The maverick director takes us on another pilgrimage – this time across the UK
One of the biggest surprises of the award season in the UK was seeing Mark Jenkin’s Bait unexpectedly put under the spotlight. Andrew Kötting is a filmmaker very much cut from the same cloth, who throughout his career has continued to adopt unique approaches to his storytelling. In light of the ongoing Covid-19 pandemic his latest effort, The Whalebone Box, has been moved to an online MUBI release only. There’s a lineage between this and 2017’s Edith Walks, with both films centred on a pilgrimage, shot with a lo-fi aesthetic and involving many of the same crew. Watch the trailer for The Whalebone Box above to get a feel of what’s in-store.

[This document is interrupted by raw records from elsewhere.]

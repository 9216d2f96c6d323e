//! Region render graph.
//!
//! ```text
//!  clear ─► noise ─► terrain ─► palette_build ─► palette_pack ─► bitmap
//!                                                                  │
//!          draw ◄── finalize ◄── mesh_greedy | mesh_simple ◄───────┘
//! ```
//!
//! Both mesh passes are added; the frame's condition bits pick one.

use crate::constants::{MESH_TILE, REGION_CHUNKS, REGION_SIZE};
use crate::device::{BufferHandle, CommandContext, ImageHandle, PipelineHandle};
use crate::graph::{
  FrameContext, GraphDesc, Pass, RenderGraph, ResourceDesc, ResourceId, ResourceState,
};
use crate::heap::HeapRange;
use crate::voxel::layout::PushConstants;
use crate::voxel::noise_dispatch;
use crate::voxel::terrain::TERRAIN_WORKGROUP;

use super::region::RegionLayout;

/// Condition bit set when the greedy mesher runs.
pub const CONDITION_GREEDY: u32 = 1 << 0;

/// Pipeline handles of every stage.
#[derive(Clone, Copy, Debug, PartialEq, Eq)]
pub struct StagePipelines {
  pub noise: PipelineHandle,
  pub terrain: PipelineHandle,
  pub palette_build: PipelineHandle,
  pub palette_pack: PipelineHandle,
  pub bitmap: PipelineHandle,
  pub face_mesh: PipelineHandle,
  pub greedy_mesh: PipelineHandle,
  pub finalize: PipelineHandle,
  pub draw: PipelineHandle,
}

/// Everything the graph needs besides the layout.
#[derive(Clone, Copy, Debug)]
pub struct RegionPassInputs {
  pub heap_buffer: BufferHandle,
  pub heap_base: u64,
  pub color_target: ImageHandle,
  pub pipelines: StagePipelines,
  pub desc: GraphDesc,
}

/// Resources registered for one region.
#[derive(Clone, Copy, Debug, PartialEq, Eq)]
pub struct RegionResources {
  pub params: ResourceId,
  pub chunk_headers: ResourceId,
  pub noise: ResourceId,
  pub raw: ResourceId,
  pub palette: ResourceId,
  pub packed: ResourceId,
  pub bitmap: ResourceId,
  pub tracking: ResourceId,
  pub mesh: ResourceId,
  pub draw_args: ResourceId,
  pub color: ResourceId,
}

impl RegionResources {
  /// Ranges covered by the clear pass.
  fn zeroed(&self) -> [ResourceId; 8] {
    [
      self.noise,
      self.raw,
      self.palette,
      self.packed,
      self.bitmap,
      self.tracking,
      self.mesh,
      self.draw_args,
    ]
  }
}

/// Frame condition bits for a mesher choice.
pub fn frame_for(frame_index: u64, greedy: bool) -> FrameContext {
  FrameContext::new(frame_index).with_conditions(if greedy { CONDITION_GREEDY } else { 0 })
}

fn dispatch_pass<'a, C: CommandContext + 'a>(
  name: &str,
  pipeline: PipelineHandle,
  push: PushConstants,
  groups: [u32; 3],
) -> Pass<'a, C> {
  Pass::compute(name).execute(move |cmd: &mut C, _| {
    cmd.bind_pipeline(pipeline);
    cmd.push_constants(bytemuck::bytes_of(&push));
    cmd.dispatch(groups[0], groups[1], groups[2]);
    Ok(())
  })
}

/// Register the region's resources and passes.
pub fn build_region_graph<'a, C: CommandContext + 'a>(
  layout: &RegionLayout,
  inputs: &RegionPassInputs,
) -> (RenderGraph<'a, C>, RegionResources) {
  let mut graph = RenderGraph::new(inputs.desc);
  let heap = inputs.heap_buffer;
  let range = |r: HeapRange| ResourceDesc::buffer(heap, r.offset, r.size);
  let undefined = ResourceState::UNDEFINED;

  let res = RegionResources {
    // Staging copies land before the graph runs.
    params: graph.add_resource("params", range(layout.params), ResourceState::transfer_write()),
    chunk_headers: graph.add_resource(
      "chunk_headers",
      range(layout.chunk_headers),
      ResourceState::transfer_write(),
    ),
    noise: graph.add_resource("noise", range(layout.noise), undefined),
    raw: graph.add_resource("raw", range(layout.raw), undefined),
    palette: graph.add_resource("palette", range(layout.palettes), undefined),
    packed: graph.add_resource("packed", range(layout.packed), undefined),
    bitmap: graph.add_resource("bitmap", range(layout.bitmap), undefined),
    tracking: graph.add_resource("tracking", range(layout.tracking), undefined),
    mesh: graph.add_resource("mesh", range(layout.mesh), undefined),
    draw_args: graph.add_resource("draw_args", range(layout.draw_args), undefined),
    color: graph.add_resource("color", ResourceDesc::image(inputs.color_target), undefined),
  };

  let p = inputs.pipelines;
  let base = PushConstants {
    heap_base: inputs.heap_base,
    region: layout.header.offset(),
    params: 0,
  };
  let read = ResourceState::compute_read();
  let write = ResourceState::compute_write();
  let rmw = ResourceState::compute_read_write();

  let zeroed = layout.zeroed;
  let mut clear = Pass::transfer("clear").execute(move |cmd: &mut C, _| {
    cmd.fill_buffer(heap, zeroed.offset, zeroed.size, 0);
    Ok(())
  });
  for id in res.zeroed() {
    clear = clear.writes(id, ResourceState::transfer_write());
  }
  graph.add_pass(clear);

  let noise_push = PushConstants {
    params: layout.noise_context.offset(),
    ..base
  };
  graph.add_pass(
    dispatch_pass("noise", p.noise, noise_push, noise_dispatch([REGION_SIZE; 3]))
      .reads(res.params, read)
      .writes(res.noise, write),
  );

  let terrain_push = PushConstants {
    params: layout.terrain.offset(),
    ..base
  };
  let terrain_groups = [0, 1, 2].map(|i| REGION_SIZE / TERRAIN_WORKGROUP[i]);
  graph.add_pass(
    dispatch_pass("terrain", p.terrain, terrain_push, terrain_groups)
      .reads(res.params, read)
      .reads(res.chunk_headers, read)
      .reads(res.noise, read)
      .writes(res.raw, write),
  );

  let chunks = [REGION_CHUNKS; 3];
  graph.add_pass(
    dispatch_pass("palette_build", p.palette_build, base, chunks)
      .reads(res.params, read)
      // Bumps `palette_count` in each chunk header.
      .reads_writes(res.chunk_headers, rmw)
      .reads(res.raw, read)
      .reads_writes(res.palette, rmw),
  );
  graph.add_pass(
    dispatch_pass("palette_pack", p.palette_pack, base, chunks)
      .reads(res.params, read)
      .reads(res.chunk_headers, read)
      .reads(res.raw, read)
      .reads(res.palette, read)
      .reads_writes(res.packed, rmw),
  );
  graph.add_pass(
    dispatch_pass("bitmap", p.bitmap, base, chunks)
      .reads(res.params, read)
      .reads(res.chunk_headers, read)
      .reads(res.palette, read)
      .reads(res.packed, read)
      .reads_writes(res.bitmap, rmw),
  );

  let tiles = REGION_SIZE / MESH_TILE;
  let mesh_groups = [tiles, tiles, 6];
  for (name, pipeline, value) in [
    ("mesh_greedy", p.greedy_mesh, CONDITION_GREEDY),
    ("mesh_simple", p.face_mesh, 0),
  ] {
    graph.add_pass(
      dispatch_pass(name, pipeline, base, mesh_groups)
        .reads(res.params, read)
        .reads(res.bitmap, read)
        .reads_writes(res.tracking, rmw)
        .reads_writes(res.mesh, rmw)
        .condition(CONDITION_GREEDY, value),
    );
  }

  graph.add_pass(
    dispatch_pass("finalize", p.finalize, base, [1, 1, 1])
      .reads(res.params, read)
      .reads(res.mesh, read)
      .writes(res.draw_args, write),
  );

  let draw_args = layout.draw_args.offset;
  let draw_pipeline = p.draw;
  graph.add_pass(
    Pass::raster("draw")
      .reads(res.draw_args, ResourceState::indirect_read())
      .reads(res.params, ResourceState::vertex_read())
      .reads(res.mesh, ResourceState::vertex_read())
      .writes(res.color, ResourceState::color_attachment())
      .execute(move |cmd: &mut C, _| {
        cmd.bind_pipeline(draw_pipeline);
        cmd.push_constants(bytemuck::bytes_of(&base));
        cmd.draw_indirect(heap, draw_args);
        Ok(())
      }),
  );

  (graph, res)
}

The Whalebone Box is a film about a whale bone box. A box made of whale bone. Entangled in a fisherman’s net and washed up on a remote beach in the Outer Hebrides. Once touched the box can change lives. The box was given to Iain Sinclair almost thirty years ago by Steve Dilworth, a sculptor based on the Island of Harris. It was always intended to be an active thing, kill or cure. An animal battery. And part of the power of the crafted box comes from its lack of signature. At best this object has the anonymity and moral authority of tribal art, of a fetish, a relic or an accidental survivor. It is dangerous. What is inside might produce good magic or it might produce bad magic but like the box that contained Schrödinger’s Cat it must never to be opened. In 2018 the box was taken on an 800 mile reverse pilgrimage from London back to the Isle of Harris, in the company of the film-maker Andrew Kötting, the photographer Anonymous Bosch and the writer Iain Sinclair. There was unwellness on the island and they hoped that the box might help, however little did they know the delirium that they would unleash. And all the while Eden Kötting narrates the story, working as both muse and soothsayer. She tries to make sense of the journey as it unfolds, sometimes awake and sometimes in deep sleep. Ultimately the whalebone box is finally buried in the sand on the very beach from which it came all those ever-so-many years ago BUT something happens at the very end of the film after the credits have finished rolling, something extraordinary and miraculous….
The Whalebone Box will be available to watch on MUBI from April 3.